Lalu bagaimana jika para ulama kritikus hadis menemukan terdapat perawi bid’ah dalam kitab Shahihain? Maka dalam hal ini, pendapat Imam Shahihain lebih unggul karena Imam Bukhari dan Muslim lebih mengenal perawi-perawi yang meriwayatkan hadis yang ada dalam kitab keduanya. Alasan diunggulkannya pendapat Imam Shahihain di antaranya pertama, ada kemungkinan perawi tersebut tertuduh bid’ah berdasarkan prasangka saja. Kedua, perawi tersebut sudah bertaubat dari ke-bid’ah-annya. Ketiga, perawi tersebut tidak mengajak orang-orang untuk ikut ke dalam mazhabnya.

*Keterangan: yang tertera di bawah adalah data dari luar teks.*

pub mod aligner;
pub mod analysis;
pub mod catalog;
pub mod cif;
pub mod config;
pub mod domain;
pub mod error;
pub mod fs_util;
pub mod logging;
pub mod output;
pub mod pipeline;
pub mod predictions;
pub mod provenance;
pub mod query;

Fasik termasuk Salah satunya

3.  Berbuat Fasik

Secara bahasa fasik berarti “keluar dari sesuatu”. Sedangkan secara istilah fasik berarti seseorang yang menyaksikan, tetapi tidak meyakini dan melaksanakannya. Dalam agama Islam, pengertian dari fasik adalah orang yang keluar dari ketaatan kepada Allah dan rasul-Nya. Ia belajar ilmu agama namun tak ia amalkan.

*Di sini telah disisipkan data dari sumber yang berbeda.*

use std::fmt;

use indexmap::IndexMap;
use postgres::{Client, NoTls, SimpleQueryMessage};
use serde::Serialize;
use tracing::{debug, warn};

use crate::config::ConfigNode;
use crate::error::AugmentError;

pub const APPLICATION_NAME: &str = "cif-shift-augment";
pub const QUERY_SECTION_PREFIX: &str = "Q_";

#[derive(Debug, Clone, PartialEq, Serialize)]
#[serde(untagged)]
pub enum SqlValue {
    Null,
    Bool(bool),
    Int(i64),
    Float(f64),
    Text(String),
}

impl SqlValue {
    /// Values arrive as text; integers and floats are recognised, anything
    /// else stays text with non-ASCII characters replaced by `?`.
    pub fn from_text(raw: Option<&str>) -> Self {
        let Some(raw) = raw else {
            return SqlValue::Null;
        };
        if let Ok(value) = raw.parse::<i64>() {
            return SqlValue::Int(value);
        }
        if let Ok(value) = raw.parse::<f64>() {
            return SqlValue::Float(value);
        }
        match raw {
            "t" | "true" => SqlValue::Bool(true),
            "f" | "false" => SqlValue::Bool(false),
            _ => SqlValue::Text(
                raw.chars()
                    .map(|ch| if ch.is_ascii() { ch } else { '?' })
                    .collect(),
            ),
        }
    }

    pub fn as_i64(&self) -> Option<i64> {
        match self {
            SqlValue::Int(value) => Some(*value),
            SqlValue::Float(value) if value.fract() == 0.0 => Some(*value as i64),
            SqlValue::Text(value) => value.trim().parse().ok(),
            _ => None,
        }
    }

    pub fn as_f64(&self) -> Option<f64> {
        match self {
            SqlValue::Int(value) => Some(*value as f64),
            SqlValue::Float(value) => Some(*value),
            SqlValue::Text(value) => value.trim().parse().ok(),
            _ => None,
        }
    }
}

impl fmt::Display for SqlValue {
    fn fmt(&self, f: &mut fmt::Formatter<'_>) -> fmt::Result {
        match self {
            SqlValue::Null => Ok(()),
            SqlValue::Bool(value) => write!(f, "{value}"),
            SqlValue::Int(value) => write!(f, "{value}"),
            SqlValue::Float(value) => write!(f, "{value}"),
            SqlValue::Text(value) => write!(f, "{value}"),
        }
    }
}

pub type Row = IndexMap<String, SqlValue>;

/// Placeholder tokens and their replacements, applied in insertion order.
#[derive(Debug, Clone, Default, PartialEq)]
pub struct Substitutions(Vec<(String, String)>);

impl Substitutions {
    pub fn new() -> Self {
        Self::default()
    }

    pub fn with(mut self, token: &str, value: impl ToString) -> Self {
        self.0.push((token.to_string(), value.to_string()));
        self
    }

    pub fn apply(&self, template: &str) -> String {
        self.0
            .iter()
            .fold(template.to_string(), |query, (token, value)| {
                query.replace(token, value)
            })
    }
}

pub trait QueryRunner {
    /// Rows of the named query; an empty vector when nothing matches.
    fn run(&self, name: &str, substitutions: &Substitutions) -> Result<Vec<Row>, AugmentError>;
}

impl<T: QueryRunner + ?Sized> QueryRunner for &T {
    fn run(&self, name: &str, substitutions: &Substitutions) -> Result<Vec<Row>, AugmentError> {
        (**self).run(name, substitutions)
    }
}

#[derive(Debug, Clone, PartialEq)]
pub struct QueryTemplate {
    pub name: String,
    pub database: String,
    pub query: String,
    pub header: Option<Vec<String>>,
}

impl QueryTemplate {
    pub fn from_config(config: &ConfigNode, name: &str) -> Result<Self, AugmentError> {
        let section_name = format!("{QUERY_SECTION_PREFIX}{name}");
        let section = config
            .find_section(&section_name)
            .ok_or_else(|| AugmentError::QueryNotFound(section_name.clone()))?;
        let required = |parameter: &str| {
            section
                .value(&[parameter])
                .map(|value| value.to_string())
                .ok_or_else(|| AugmentError::MissingParameter {
                    section: section_name.clone(),
                    parameter: parameter.to_string(),
                })
        };
        let header = section.value(&["header"]).map(|value| {
            value
                .items()
                .into_iter()
                .map(|item| item.to_string())
                .collect()
        });
        Ok(Self {
            name: name.to_string(),
            database: required("database")?,
            query: required("query")?,
            header,
        })
    }
}

#[derive(Debug, Clone, PartialEq)]
pub struct DatabaseSettings {
    pub dbname: String,
    pub host: String,
    pub host_local: String,
    pub username: String,
    pub password: Option<String>,
    pub port: Option<u16>,
}

impl DatabaseSettings {
    pub fn from_config(config: &ConfigNode, section_name: &str) -> Result<Self, AugmentError> {
        let section = config
            .find_section(section_name)
            .ok_or_else(|| AugmentError::MissingSection(section_name.to_string()))?;
        let required = |parameter: &str| {
            section
                .value(&[parameter])
                .map(|value| value.to_string())
                .ok_or_else(|| AugmentError::MissingParameter {
                    section: section_name.to_string(),
                    parameter: parameter.to_string(),
                })
        };
        let port = match section.value(&["port"]) {
            Some(value) => Some(
                value
                    .as_i64()
                    .and_then(|port| u16::try_from(port).ok())
                    .ok_or_else(|| AugmentError::ConfigValue(value.to_string()))?,
            ),
            None => None,
        };
        Ok(Self {
            dbname: required("dbname")?,
            host: required("host")?,
            host_local: required("host_local")?,
            username: required("username")?,
            password: section
                .value(&["password"])
                .map(|value| value.to_string())
                .or_else(|| std::env::var("PGPASSWORD").ok()),
            port,
        })
    }
}

/// Resolves every named query and the database section it points at,
/// without connecting.
pub fn validate_queries(config: &ConfigNode, names: &[&str]) -> Result<(), AugmentError> {
    for name in names {
        let template = QueryTemplate::from_config(config, name)?;
        DatabaseSettings::from_config(config, &template.database)?;
    }
    Ok(())
}

/// Which host answered.
#[derive(Debug)]
pub enum ConnectOutcome<C> {
    Primary(C),
    Secondary(C),
}

impl<C> ConnectOutcome<C> {
    pub fn into_inner(self) -> C {
        match self {
            ConnectOutcome::Primary(conn) | ConnectOutcome::Secondary(conn) => conn,
        }
    }

    pub fn is_primary(&self) -> bool {
        matches!(self, ConnectOutcome::Primary(_))
    }
}

/// Tries `primary`, then `secondary` once. On double failure both messages
/// are returned, primary first.
pub fn connect_with_fallback<C, F>(
    primary: &str,
    secondary: &str,
    mut connect: F,
) -> Result<ConnectOutcome<C>, (String, String)>
where
    F: FnMut(&str) -> Result<C, String>,
{
    let primary_err = match connect(primary) {
        Ok(conn) => return Ok(ConnectOutcome::Primary(conn)),
        Err(err) => err,
    };
    warn!(host = primary, error = %primary_err, "primary database host unreachable");
    match connect(secondary) {
        Ok(conn) => Ok(ConnectOutcome::Secondary(conn)),
        Err(secondary_err) => Err((primary_err, secondary_err)),
    }
}

/// PostgreSQL-backed runner; query templates and connection sections come
/// from the loaded configuration. A connection is opened per query.
#[derive(Debug, Clone)]
pub struct PgQueryRunner {
    config: ConfigNode,
}

impl PgQueryRunner {
    pub fn new(config: ConfigNode) -> Self {
        Self { config }
    }

    pub fn validate(&self, names: &[&str]) -> Result<(), AugmentError> {
        validate_queries(&self.config, names)
    }

    /// Opens and drops one connection to the database behind `name`.
    pub fn check_connection(&self, name: &str) -> Result<(), AugmentError> {
        let template = QueryTemplate::from_config(&self.config, name)?;
        let db = DatabaseSettings::from_config(&self.config, &template.database)?;
        self.connect(&db).map(drop)
    }

    fn connect(&self, db: &DatabaseSettings) -> Result<Client, AugmentError> {
        let attempt = |host: &str| {
            let mut pg = postgres::Config::new();
            pg.host(host)
                .dbname(&db.dbname)
                .user(&db.username)
                .application_name(APPLICATION_NAME);
            if let Some(password) = &db.password {
                pg.password(password);
            }
            if let Some(port) = db.port {
                pg.port(port);
            }
            pg.connect(NoTls).map_err(|err| err.to_string())
        };
        let outcome = connect_with_fallback(&db.host, &db.host_local, attempt).map_err(
            |(primary, secondary)| AugmentError::ConnectionFailed {
                database: db.dbname.clone(),
                primary: db.host.clone(),
                secondary: db.host_local.clone(),
                message: format!("{primary}; {secondary}"),
            },
        )?;
        if !outcome.is_primary() {
            debug!(host = %db.host_local, "connected through secondary host");
        }
        Ok(outcome.into_inner())
    }
}

impl QueryRunner for PgQueryRunner {
    fn run(&self, name: &str, substitutions: &Substitutions) -> Result<Vec<Row>, AugmentError> {
        let template = QueryTemplate::from_config(&self.config, name)?;
        let db = DatabaseSettings::from_config(&self.config, &template.database)?;
        let sql = substitutions.apply(&template.query);
        debug!(query = name, "running query");

        let mut client = self.connect(&db)?;
        let messages = client
            .simple_query(&sql)
            .map_err(|err| AugmentError::Database {
                query: name.to_string(),
                message: err.to_string(),
            })?;

        let mut rows = Vec::new();
        for message in messages {
            let SimpleQueryMessage::Row(row) = message else {
                continue;
            };
            let keys: Vec<String> = match &template.header {
                Some(header) => header.clone(),
                None => row
                    .columns()
                    .iter()
                    .map(|column| column.name().to_string())
                    .collect(),
            };
            let values = (0..row.len()).map(|idx| SqlValue::from_text(row.get(idx)));
            rows.push(keys.into_iter().zip(values).collect());
        }
        Ok(rows)
    }
}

Dalam hal ini apabila seorang perawi melakukan perbuatan fasik maka dapat merusak ke-‘adalah-annya. Jika perawi memiliki sifat fasik atau justru menampakkan kefasikannya secara terang-terangan baik kemaksiatannya dalam bentuk perbuatan atau perkataan, maka haditsnya tertolak. Hadis yang perawinya memiliki sifat fasik disebut sebagai hadis munkar.

4. Tertuduh Berdusta

Perusak sifat ‘adalah bagi seorang perawi selanjutnya adalah tertuduh berdusta. Perawi yang tertuduh berdusta adakalanya meriwayatkan hadis dengan jalurnya sendiri dan dengan jelas menyelisihi kaedah umum agama dan ada kalanya pula seorang perawi tersebut pernah berdusta, yang mana perawi tersebut melakukan pembohongan terhadap hadis atau perkataan nabi.

5. Berdusta

Aspek terakhir yang merusak sifat ‘adalah seorang perawi adalah dusta. Maksud berdusta dalam konteks ini adalah seorang perawi meriwayatkan sebuah hadis dengan mengatasnamakan nabi baik itu berupa perkataan perbuatan atau ketetapan yang tidak pernah dikeluarkan atau dilakukan atau dikatakan oleh nabi dan perawi tersebut melakukannya dengan sengaja. Walaupun perawi melakukan hal ini hanya sekali dalam hidupnya tetap tersebut disebut sebagai pendusta.

Untuk periwayatan hadits dari seorang perawi pendusta menurut Imam Ahmad dan Abu Bakar al-Humaidi riwayatnya tidak dapat diterima sama sekali sedangkan menurut Abu Zakaria an-Nawawi riwayatnya bisa diterima dengan syarat perawi tersebut sudah bertaubat dengan taubat yang sebenar-benarnya taubat.

Itulah ke-lima hal yang dapat merusak sifat ‘adalah seorang perawi. Betapa hadis-hadis yang sahih tidak datang kecuali dari mulut orang-orang yang benar-benar terjaga.